The Cleveland Orchestra [ideastream]

Looking ahead to 2020, the Cleveland Orchestra plans an opera to get people talking. Classical music often offers an escape from current events, but the orchestra hopes to prompt reflection on issues that are rocking our modern lives. 

This coming May, the orchestra will perform a 1937 opera that was condemned by Germany’s Nazi regime during the run-up to World War II. The music and the plot of Alban Berg’s “Lulu” were dismissed as a “Jewish intellectual infection.” Orchestra CEO Andre Gremillet said “Lulu” will be the center of a festival -- a series of collaborations with area cultural institutions, like the Cleveland Museum of Art and the Maltz Museum of Jewish Heritage. The festival will include a series of concerts, panel discussions and film screenings.

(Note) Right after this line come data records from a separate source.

//! Box-and-whisker statistics.
//!
//! Quartiles use linear interpolation between order statistics. Whiskers
//! reach the most extreme observation within 1.5 IQR of the box; anything
//! further out is reported as an outlier.

use crate::model::HydroError;

/// Whisker reach, as a multiple of the interquartile range.
pub const WHISKER_IQR_FACTOR: f64 = 1.5;

#[derive(Debug, Clone, PartialEq)]
pub struct BoxStats {
    pub count: usize,
    pub q1: f64,
    pub median: f64,
    pub q3: f64,
    pub whisker_low: f64,
    pub whisker_high: f64,
    pub outliers: Vec<f64>,
}

impl BoxStats {
    /// Computes statistics from raw values; `NaN` entries are skipped.
    pub fn from_values(values: &[f64]) -> Result<Self, HydroError> {
        let mut sorted: Vec<f64> = values.iter().copied().filter(|v| !v.is_nan()).collect();
        if sorted.is_empty() {
            return Err(HydroError::InvalidInput(
                "box statistics require at least one observation".to_string(),
            ));
        }
        sorted.sort_by(f64::total_cmp);

        let q1 = percentile_sorted(&sorted, 25.0);
        let median = percentile_sorted(&sorted, 50.0);
        let q3 = percentile_sorted(&sorted, 75.0);

        let reach = WHISKER_IQR_FACTOR * (q3 - q1);
        let low_fence = q1 - reach;
        let high_fence = q3 + reach;

        // The box itself is always inside the fences, so both searches hit.
        let whisker_low = sorted
            .iter()
            .copied()
            .find(|v| *v >= low_fence)
            .unwrap_or(q1);
        let whisker_high = sorted
            .iter()
            .rev()
            .copied()
            .find(|v| *v <= high_fence)
            .unwrap_or(q3);

        let outliers = sorted
            .iter()
            .copied()
            .filter(|v| *v < low_fence || *v > high_fence)
            .collect();

        Ok(Self {
            count: sorted.len(),
            q1,
            median,
            q3,
            whisker_low,
            whisker_high,
            outliers,
        })
    }

    pub fn iqr(&self) -> f64 {
        self.q3 - self.q1
    }

    /// Smallest and largest value drawn for this box, outliers included.
    pub fn extent(&self) -> (f64, f64) {
        let low = self
            .outliers
            .iter()
            .copied()
            .fold(self.whisker_low, f64::min);
        let high = self
            .outliers
            .iter()
            .copied()
            .fold(self.whisker_high, f64::max);
        (low, high)
    }
}

/// Percentile (0-100) of ascending `sorted` data by linear interpolation
/// at position `p / 100 * (n - 1)`.
///
/// Returns `NaN` for empty input.
pub fn percentile_sorted(sorted: &[f64], percentile: f64) -> f64 {
    if sorted.is_empty() {
        return f64::NAN;
    }
    let position = (percentile / 100.0).clamp(0.0, 1.0) * (sorted.len() - 1) as f64;
    let lower = position.floor() as usize;
    let upper = position.ceil() as usize;
    let fraction = position - lower as f64;
    sorted[lower] + fraction * (sorted[upper] - sorted[lower])
}

#[cfg(test)]
mod tests {
    use super::*;

    #[test]
    fn test_quartiles_interpolate() {
        let stats = BoxStats::from_values(&[1.0, 2.0, 3.0, 4.0]).unwrap();
        assert_eq!(stats.q1, 1.75);
        assert_eq!(stats.median, 2.5);
        assert_eq!(stats.q3, 3.25);
        assert_eq!(stats.iqr(), 1.5);
    }

    #[test]
    fn test_whiskers_stop_at_data_inside_fences() {
        // q1 = 2, q3 = 4, IQR = 2, fences at -1 and 7.
        let stats = BoxStats::from_values(&[1.0, 2.0, 3.0, 4.0, 5.0]).unwrap();
        assert_eq!(stats.whisker_low, 1.0);
        assert_eq!(stats.whisker_high, 5.0);
        assert!(stats.outliers.is_empty());
    }

    #[test]
    fn test_far_values_become_outliers() {
        let stats = BoxStats::from_values(&[1.0, 2.0, 3.0, 4.0, 5.0, 100.0]).unwrap();
        assert_eq!(stats.outliers, vec![100.0]);
        assert_eq!(stats.whisker_high, 5.0);
        assert_eq!(stats.extent(), (1.0, 100.0));
    }

    #[test]
    fn test_nan_is_skipped() {
        let stats = BoxStats::from_values(&[f64::NAN, 4.0, f64::NAN]).unwrap();
        assert_eq!(stats.count, 1);
        assert_eq!(stats.median, 4.0);
        assert_eq!(stats.whisker_low, 4.0);
        assert_eq!(stats.whisker_high, 4.0);
    }

    #[test]
    fn test_all_missing_is_invalid_input() {
        assert!(matches!(
            BoxStats::from_values(&[f64::NAN]),
            Err(HydroError::InvalidInput(_))
        ));
        assert!(matches!(
            BoxStats::from_values(&[]),
            Err(HydroError::InvalidInput(_))
        ));
    }

    #[test]
    fn test_percentile_sorted_edges() {
        let data = [10.0, 20.0, 30.0];
        assert_eq!(percentile_sorted(&data, 0.0), 10.0);
        assert_eq!(percentile_sorted(&data, 100.0), 30.0);
        assert_eq!(percentile_sorted(&data, 50.0), 20.0);
        assert!(percentile_sorted(&[], 50.0).is_nan());
    }
}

"The whole goal of this, of this festival, is really to spur some discussion about the role of art in society," said Gremillet. "The way government censorship can play in, and prejudice as a larger theme." 

In the new year, the orchestra will also continue playing for audiences beyond Northeast Ohio. The orchestra performs a two-week Miami residency in January, followed by seven performances in Europe and four dates in the United Arab Emirates starting in March.

David C. Barnett was a senior arts & culture reporter for Ideastream Public Media. He retired in October 2022.